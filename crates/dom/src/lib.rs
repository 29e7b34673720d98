//! DOM tree model for a scripting process that mirrors a remote document
//!
//! Markup goes in through a hand-written XHTML tokenizer, comes out as
//! markup or as JSON wire records, and can be searched with a four-kind
//! selector grammar.
//!
//! ## Core Design
//!
//! ```text
//! markup ──Tokenizer──▶ DomArena (owned) ──to_record──▶ NodeRecord ──▶ JSON
//!                          ↓      ▲
//!                     NodeId (u32) └──from_record── NodeRecord ◀── JSON
//! ```
//!
//! - **Closed node set**: `NodeData` is an enum, every match is exhaustive
//! - **No cycles**: the arena owns nodes, parents are back-indices
//! - **Fail fast**: bad markup and bad selectors are errors for the caller

pub mod arena;
pub mod attributes;
pub mod error;
pub mod markup;
pub mod record;
pub mod selector;
pub mod tokenizer;
pub mod types;

pub use arena::DomArena;
pub use attributes::Attributes;
pub use error::{DomError, Result};
pub use selector::{Matches, Query, QueryKind};
pub use tokenizer::{tokenize, Tokenizer};
pub use types::*;

#[cfg(test)]
mod tests {
    use super::*;

    #[test]
    fn test_parse_serialize_search() {
        let mut arena = DomArena::with_root("div");
        let root = arena.root_id().unwrap();
        arena
            .set_inner_markup(root, "<p class='greeting'>Hello</p><p>world</p>")
            .unwrap();

        let greeting = arena.find(root, ".greeting").unwrap().first().unwrap();
        let record = arena.to_record(greeting).unwrap();
        assert_eq!(
            serde_json::to_value(&record).unwrap(),
            serde_json::json!({
                "nodeType": 1,
                "tagName": "p",
                "attributes": {"class": "greeting"},
                "childNodes": [
                    {"nodeType": 3, "nodeName": "#text", "nodeValue": "Hello", "childNodes": []}
                ],
            })
        );
    }
}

### Requirement:
Working from the listing, state how many lines include "Hello". The reply must be that number alone.

### Exercise result:
2